**The problem:** Your answer should be a single number: the count of lines in the records below containing the word "Writes".

**Source information:**
------------------------

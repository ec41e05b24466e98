//! C4 — Supervisor & Registry: heartbeat-based worker supervision with
//! exponential-backoff restarts, plus a name-keyed registry aggregating
//! worker health.
//!
//! Grounded on the retry/backoff shape of
//! `domain::overpass_enrichment_worker::OverpassEnrichmentWorker` (jittered
//! exponential backoff, `Mutex`-guarded policy state, `mockable::Clock`
//! injection) generalized from a single retrying call to a
//! restart-the-whole-worker supervision loop.

pub mod registry;
pub mod runner;

use std::future::Future;
use std::pin::Pin;
use std::sync::{Arc, Mutex};
use std::time::Duration;

use chrono::{DateTime, Utc};
use mockable::Clock;
use tokio::sync::mpsc;
use tokio::time::Instant;
use tokio_util::sync::CancellationToken;

use crate::error::{Error, Result};
use crate::metrics::Metrics;

pub use registry::{Registry, Summary};

/// Kind of signal a worker emits to prove liveness.
#[derive(Debug, Clone, Copy, PartialEq, Eq)]
pub enum HeartbeatKind {
    Liveness,
    Progress,
}

/// A single heartbeat sent from a worker to its supervisor.
#[derive(Debug, Clone)]
pub struct Heartbeat {
    pub kind: HeartbeatKind,
    pub worker_id: String,
    pub timestamp: DateTime<Utc>,
    pub progress: Option<u64>,
}

/// Handed to a worker so it can prove liveness. The sender is non-blocking:
/// a full channel means the supervisor will detect the stall via timeout
/// instead, so `send` never stalls the worker itself.
#[derive(Clone)]
pub struct HeartbeatSender {
    worker_id: String,
    tx: Option<mpsc::Sender<Heartbeat>>,
    clock: Arc<dyn Clock>,
}

impl HeartbeatSender {
    fn new(worker_id: String, tx: mpsc::Sender<Heartbeat>, clock: Arc<dyn Clock>) -> Self {
        Self { worker_id, tx: Some(tx), clock }
    }

    /// A sender that discards every heartbeat. Returned to unsupervised
    /// workers so instrumented worker bodies remain portable.
    #[must_use]
    pub fn noop(worker_id: impl Into<String>, clock: Arc<dyn Clock>) -> Self {
        Self { worker_id: worker_id.into(), tx: None, clock }
    }

    pub fn liveness(&self) {
        self.send(HeartbeatKind::Liveness, None);
    }

    pub fn progress(&self, increment: u64) {
        self.send(HeartbeatKind::Progress, Some(increment));
    }

    fn send(&self, kind: HeartbeatKind, progress: Option<u64>) {
        let Some(tx) = &self.tx else { return };
        let heartbeat = Heartbeat {
            kind,
            worker_id: self.worker_id.clone(),
            timestamp: self.clock.utc(),
            progress,
        };
        // Non-blocking by design: a full channel means the supervisor will
        // still catch the stall via heartbeat-timeout evaluation.
        let _ = tx.try_send(heartbeat);
    }
}

type WorkerFuture = Pin<Box<dyn Future<Output = ()> + Send>>;

/// A supervised worker body: given a cancellation token and a heartbeat
/// sender, run until cancelled.
pub trait WorkerFn: Send + Sync {
    fn call(&self, cancel: CancellationToken, heartbeat: HeartbeatSender) -> WorkerFuture;
}
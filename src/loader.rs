//! CSV snapshot loading for collector output.

use anyhow::{Context, Result};
use std::fs::File;
use std::path::Path;
use tracing::debug;

use crate::record::RawRecord;

/// Reads every raw record from a collector CSV snapshot, in file order.
///
/// The snapshot carries the collector's headers (`distance`,
/// `duration_in_traffic`, `destination`, `origin`, `time`); column
/// order does not matter.
pub fn load_records(path: impl AsRef<Path>) -> Result<Vec<RawRecord>> {
    let path = path.as_ref();
    let file = File::open(path).with_context(|| format!("opening snapshot {}", path.display()))?;
    let mut rdr = csv::Reader::from_reader(file);

    let mut records = Vec::new();
    for result in rdr.deserialize() {
        let record: RawRecord =
            result.with_context(|| format!("reading snapshot {}", path.display()))?;
        records.push(record);
    }

    debug!(records = records.len(), path = %path.display(), "Snapshot loaded");
    Ok(records)
}

#[cfg(test)]
mod tests {
    use super::*;
    use std::env;
    use std::fs;

    fn temp_path(name: &str) -> String {
        format!("{}/{}", env::temp_dir().display(), name)
    }

    #[test]
    fn test_load_records_in_file_order() {
        let path = temp_path("commute_analyzer_test_load.csv");
        fs::write(
            &path,
            "distance,duration_in_traffic,destination,origin,time\n\
             19.4 km,23 mins,Work St,Home Ave,2018-11-05 12:00:10.521\n\
             19.7 km,1 hour 5 mins,Work St,Home Ave,2018-11-06 12:00:05\n",
        )
        .unwrap();

        let records = load_records(&path).unwrap();
        assert_eq!(records.len(), 2);
        assert_eq!(records[0].duration_in_traffic, "23 mins");
        assert_eq!(records[1].distance, "19.7 km");
        assert_eq!(records[1].time.to_string(), "2018-11-06 12:00:05");

        fs::remove_file(&path).unwrap();
    }

    #[test]
    fn test_load_records_reordered_columns() {
        let path = temp_path("commute_analyzer_test_columns.csv");
        fs::write(
            &path,
            "time,origin,destination,duration_in_traffic,distance\n\
             2018-11-05 12:00:10,Home Ave,Work St,23 mins,19.4 km\n",
        )
        .unwrap();

        let records = load_records(&path).unwrap();
        assert_eq!(records.len(), 1);
        assert_eq!(records[0].origin, "Home Ave");

        fs::remove_file(&path).unwrap();
    }

    #[test]
    fn test_load_records_missing_file() {
        let result = load_records(temp_path("commute_analyzer_does_not_exist.csv"));
        assert!(result.is_err());
    }

    #[test]
    fn test_load_records_bad_row() {
        let path = temp_path("commute_analyzer_test_bad_row.csv");
        fs::write(
            &path,
            "distance,duration_in_traffic,destination,origin,time\n\
             19.4 km,23 mins,Work St,Home Ave,not-a-timestamp\n",
        )
        .unwrap();

        assert!(load_records(&path).is_err());

        fs::remove_file(&path).unwrap();
    }
}
//! End-to-end orchestration of the cleaning and aggregation pipeline.

use tracing::info;

use crate::analyzers::aggregate::aggregate_partitions;
use crate::analyzers::daily::daily_averages;
use crate::analyzers::merge::merge_round_trips;
use crate::analyzers::report::summarize;
use crate::analyzers::types::{CommuteAnalysis, Metric};
use crate::error::PipelineError;
use crate::normalize::{NormalizerConfig, filter_weekdays, normalize};
use crate::parser::parse_records;
use crate::record::RawRecord;

/// Runs the full pipeline over one input snapshot: normalize, parse,
/// drop weekends, aggregate per departure time, merge round trips, and
/// summarize.
///
/// # Errors
///
/// Propagates the fatal conditions: an unparseable duration
/// ([`PipelineError::MalformedDuration`]) or a partition with mixed
/// origins ([`PipelineError::MixedOrigin`]).
pub fn analyze(
    records: &[RawRecord],
    config: &NormalizerConfig,
    metric: Metric,
) -> Result<CommuteAnalysis, PipelineError> {
    info!(records = records.len(), "Starting commute analysis");

    let normalized = normalize(records, config);
    let parsed = parse_records(normalized)?;
    let weekdays = filter_weekdays(parsed);

    let aggregates = aggregate_partitions(&weekdays)?;
    let daily = daily_averages(&weekdays);
    let round_trips = merge_round_trips(&aggregates);
    let summary = summarize(&aggregates, &round_trips, metric);

    info!(
        morning_buckets = aggregates.morning.len(),
        evening_buckets = aggregates.evening.len(),
        days = daily.len(),
        round_trips = round_trips.len(),
        "Commute analysis complete"
    );

    Ok(CommuteAnalysis {
        aggregates,
        daily,
        round_trips,
        summary,
    })
}
//! Temporal normalization: timezone shift, daylight saving correction,
//! hours-of-interest and holiday filtering, plus the weekday filter.

use std::collections::{BTreeSet, HashSet};

use chrono::{Datelike, Duration, NaiveDate, NaiveDateTime, Timelike, Weekday};
use serde::{Deserialize, Serialize};
use tracing::{debug, info};

use crate::record::{NormalizedRecord, ParsedRecord, RawRecord};

/// Local hour below which a departure counts as a morning commute.
const MORNING_CUTOFF_HOUR: u32 = 11;

/// A half-open window `[start, end)` of offset-adjusted local time whose
/// timestamps need an extra shift, typically to undo a daylight saving
/// transition the collector did not account for.
#[derive(Debug, Clone, Serialize, Deserialize)]
pub struct DstCorrection {
    pub start: NaiveDateTime,
    pub end: NaiveDateTime,
    pub shift_hours: i64,
}

impl DstCorrection {
    /// Window covering everything before midnight of `cutover`.
    pub fn until(cutover: NaiveDate, shift_hours: i64) -> Self {
        Self {
            start: NaiveDateTime::MIN,
            end: cutover.and_time(chrono::NaiveTime::MIN),
            shift_hours,
        }
    }

    fn contains(&self, time: NaiveDateTime) -> bool {
        self.start <= time && time < self.end
    }
}

/// Run parameters for the temporal normalizer.
///
/// Passed in explicitly so the pipeline can be re-parameterized per
/// deployment period and tested with synthetic calendars.
#[derive(Debug, Clone, Serialize, Deserialize)]
pub struct NormalizerConfig {
    /// Hours subtracted from each source timestamp to reach local time.
    pub utc_offset_hours: i64,
    /// Correction windows applied after the offset shift.
    pub dst_corrections: Vec<DstCorrection>,
    /// Local hours during which commute samples are considered valid.
    pub hours_of_interest: BTreeSet<u32>,
    /// Dates excluded from the analysis entirely.
    pub holidays: HashSet<NaiveDate>,
}

/// Shifts raw timestamps into canonical local time at minute resolution
/// and drops records outside the configured hours of interest or on
/// holidays. Survivors keep their input order.
pub fn normalize(records: &[RawRecord], config: &NormalizerConfig) -> Vec<NormalizedRecord> {
    let input = records.len();
    let mut survivors = Vec::with_capacity(records.len());

    for record in records {
        let mut local = round_to_minute(record.time - Duration::hours(config.utc_offset_hours));

        if let Some(window) = config.dst_corrections.iter().find(|w| w.contains(local)) {
            local += Duration::hours(window.shift_hours);
        }

        if !config.hours_of_interest.contains(&local.hour()) {
            continue;
        }

        if config.holidays.contains(&local.date()) {
            continue;
        }

        survivors.push(NormalizedRecord {
            time: local,
            is_morning: local.hour() < MORNING_CUTOFF_HOUR,
            duration_in_traffic: record.duration_in_traffic.clone(),
            distance: record.distance.clone(),
            origin: record.origin.clone(),
            destination: record.destination.clone(),
        });
    }

    info!(input, survivors = survivors.len(), "Temporal normalization complete");
    survivors
}

/// Drops Saturday and Sunday records. Idempotent; order preserved.
pub fn filter_weekdays(records: Vec<ParsedRecord>) -> Vec<ParsedRecord> {
    let input = records.len();
    let weekdays: Vec<ParsedRecord> = records
        .into_iter()
        .filter(|r| !matches!(r.time.weekday(), Weekday::Sat | Weekday::Sun))
        .collect();

    debug!(input, survivors = weekdays.len(), "Weekend records removed");
    weekdays
}

/// Rounds to the nearest whole minute.
fn round_to_minute(time: NaiveDateTime) -> NaiveDateTime {
    let into_minute =
        Duration::seconds(time.second() as i64) + Duration::nanoseconds(time.nanosecond() as i64);
    let floored = time - into_minute;
    if time.second() >= 30 {
        floored + Duration::minutes(1)
    } else {
        floored
    }
}
//! Output formatting and persistence for analysis results.
//!
//! The charting collaborators consume these exports; nothing here
//! renders a figure.

use anyhow::{Context, Result};
use serde::Serialize;
use std::fs::File;
use std::path::Path;
use tracing::debug;

use crate::analyzers::types::{BucketAggregate, CommuteAnalysis, DailyAverage, RoundTripPairing};

/// Writes the complete analysis as pretty-printed JSON.
pub fn write_json(path: impl AsRef<Path>, analysis: &CommuteAnalysis) -> Result<()> {
    let path = path.as_ref();
    let file = File::create(path).with_context(|| format!("creating {}", path.display()))?;
    serde_json::to_writer_pretty(file, analysis)
        .with_context(|| format!("writing {}", path.display()))?;

    debug!(path = %path.display(), "Analysis JSON written");
    Ok(())
}

/// Writes one CSV row per departure-time bucket.
pub fn write_bucket_csv(path: impl AsRef<Path>, table: &[BucketAggregate]) -> Result<()> {
    write_csv(path.as_ref(), table)
}

/// Writes one CSV row per matched round-trip pairing.
pub fn write_round_trip_csv(path: impl AsRef<Path>, table: &[RoundTripPairing]) -> Result<()> {
    write_csv(path.as_ref(), table)
}

/// Writes one CSV row per observed commute date.
pub fn write_daily_csv(path: impl AsRef<Path>, table: &[DailyAverage]) -> Result<()> {
    write_csv(path.as_ref(), table)
}

fn write_csv<T: Serialize>(path: &Path, rows: &[T]) -> Result<()> {
    let mut writer =
        csv::Writer::from_path(path).with_context(|| format!("creating {}", path.display()))?;

    for row in rows {
        writer
            .serialize(row)
            .with_context(|| format!("writing {}", path.display()))?;
    }
    writer.flush()?;

    debug!(rows = rows.len(), path = %path.display(), "CSV table written");
    Ok(())
}
//! Pairs each morning departure with the evening departure eight hours
//! later and derives round-trip totals and loss-versus-best.

use chrono::Duration;
use tracing::{debug, warn};

use crate::analyzers::types::{PartitionedAggregates, RoundTripPairing};

/// Clock-time spread between a morning departure and its paired return.
const ROUND_TRIP_SPREAD_HOURS: i64 = 8;

/// Inner-joins the morning table against the evening table on the eight
/// hour departure spread and computes combined statistics plus the loss
/// columns. Output is sorted by the morning departure.
///
/// An empty result means no departure pair matched; single-leg
/// statistics stay valid, so this is logged rather than raised.
pub fn merge_round_trips(aggregates: &PartitionedAggregates) -> Vec<RoundTripPairing> {
    let mut pairs = Vec::new();

    for morning in &aggregates.morning {
        let return_time = morning.bucket + Duration::hours(ROUND_TRIP_SPREAD_HOURS);
        let Some(evening) = aggregates.evening.iter().find(|e| e.bucket == return_time) else {
            continue;
        };

        pairs.push(RoundTripPairing {
            label: format!(
                "{}-{}",
                morning.bucket.format("%H:%M"),
                evening.bucket.format("%H:%M")
            ),
            morning_departure: morning.bucket,
            evening_departure: evening.bucket,
            total_avg: morning.mean + evening.mean,
            total_95: morning.perc_95 + evening.perc_95,
            total_5: morning.perc_5 + evening.perc_5,
            total_median: morning.median + evening.median,
            minutes_lost: 0.0,
            days_lost_per_year: 0.0,
        });
    }

    if pairs.is_empty() {
        warn!("No morning/evening departure pair matched the eight hour spread");
        return pairs;
    }

    let minimum = pairs
        .iter()
        .map(|p| p.total_avg)
        .fold(f64::INFINITY, f64::min);

    for pair in &mut pairs {
        pair.minutes_lost = pair.total_avg - minimum;
        pair.days_lost_per_year = pair.minutes_lost / (60.0 * 24.0) * 5.0 * 52.0;
    }

    debug!(pairs = pairs.len(), best_total_avg = minimum, "Round trips merged");
    pairs
}

#[cfg(test)]
mod tests {
    use super::*;
    use crate::analyzers::types::BucketAggregate;

    fn bucket(clock: &str, mean: f64) -> BucketAggregate {
        BucketAggregate {
            bucket: clock.parse().unwrap(),
            route_count: 1,
            sample_count: 5,
            mean,
            min: mean - 5.0,
            max: mean + 5.0,
            median: mean - 1.0,
            perc_95: mean + 4.0,
            perc_5: mean - 4.0,
        }
    }

    fn tables(morning: Vec<BucketAggregate>, evening: Vec<BucketAggregate>) -> PartitionedAggregates {
        PartitionedAggregates { morning, evening }
    }

    #[test]
    fn test_join_on_eight_hour_spread() {
        let aggregates = tables(
            vec![bucket("07:00:00", 25.0), bucket("07:30:00", 22.0)],
            vec![bucket("15:00:00", 30.0), bucket("16:00:00", 35.0)],
        );

        let pairs = merge_round_trips(&aggregates);
        assert_eq!(pairs.len(), 1);
        assert_eq!(pairs[0].label, "07:00-15:00");
        assert_eq!(
            pairs[0].evening_departure,
            pairs[0].morning_departure + Duration::hours(8)
        );
        assert_eq!(pairs[0].total_avg, 55.0);
        assert_eq!(pairs[0].total_median, 53.0);
        assert_eq!(pairs[0].total_95, 63.0);
        assert_eq!(pairs[0].total_5, 47.0);
    }

    #[test]
    fn test_loss_relative_to_best_pair() {
        let aggregates = tables(
            vec![bucket("07:00:00", 25.0), bucket("08:00:00", 30.0)],
            vec![bucket("15:00:00", 30.0), bucket("16:00:00", 37.0)],
        );

        let pairs = merge_round_trips(&aggregates);
        assert_eq!(pairs.len(), 2);

        // 07:00-15:00 totals 55, 08:00-16:00 totals 67
        assert_eq!(pairs[0].minutes_lost, 0.0);
        assert_eq!(pairs[1].minutes_lost, 12.0);
        assert!(pairs.iter().all(|p| p.minutes_lost >= 0.0));

        let annual = 12.0 / (60.0 * 24.0) * 5.0 * 52.0;
        assert_eq!(pairs[1].days_lost_per_year, annual);
        assert_eq!(pairs[0].days_lost_per_year, 0.0);
    }

    #[test]
    fn test_sorted_by_morning_departure() {
        let aggregates = tables(
            vec![bucket("06:30:00", 21.0), bucket("07:00:00", 25.0)],
            vec![bucket("14:30:00", 28.0), bucket("15:00:00", 30.0)],
        );

        let pairs = merge_round_trips(&aggregates);
        let labels: Vec<&str> = pairs.iter().map(|p| p.label.as_str()).collect();
        assert_eq!(labels, vec!["06:30-14:30", "07:00-15:00"]);
    }

    #[test]
    fn test_disjoint_departure_sets_yield_empty_table() {
        let aggregates = tables(
            vec![bucket("07:00:00", 25.0)],
            vec![bucket("16:00:00", 30.0)],
        );

        assert!(merge_round_trips(&aggregates).is_empty());
    }

    #[test]
    fn test_empty_tables_yield_empty_table() {
        assert!(merge_round_trips(&tables(vec![], vec![])).is_empty());
    }
}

------------------------

**Solution to the exercise:** 4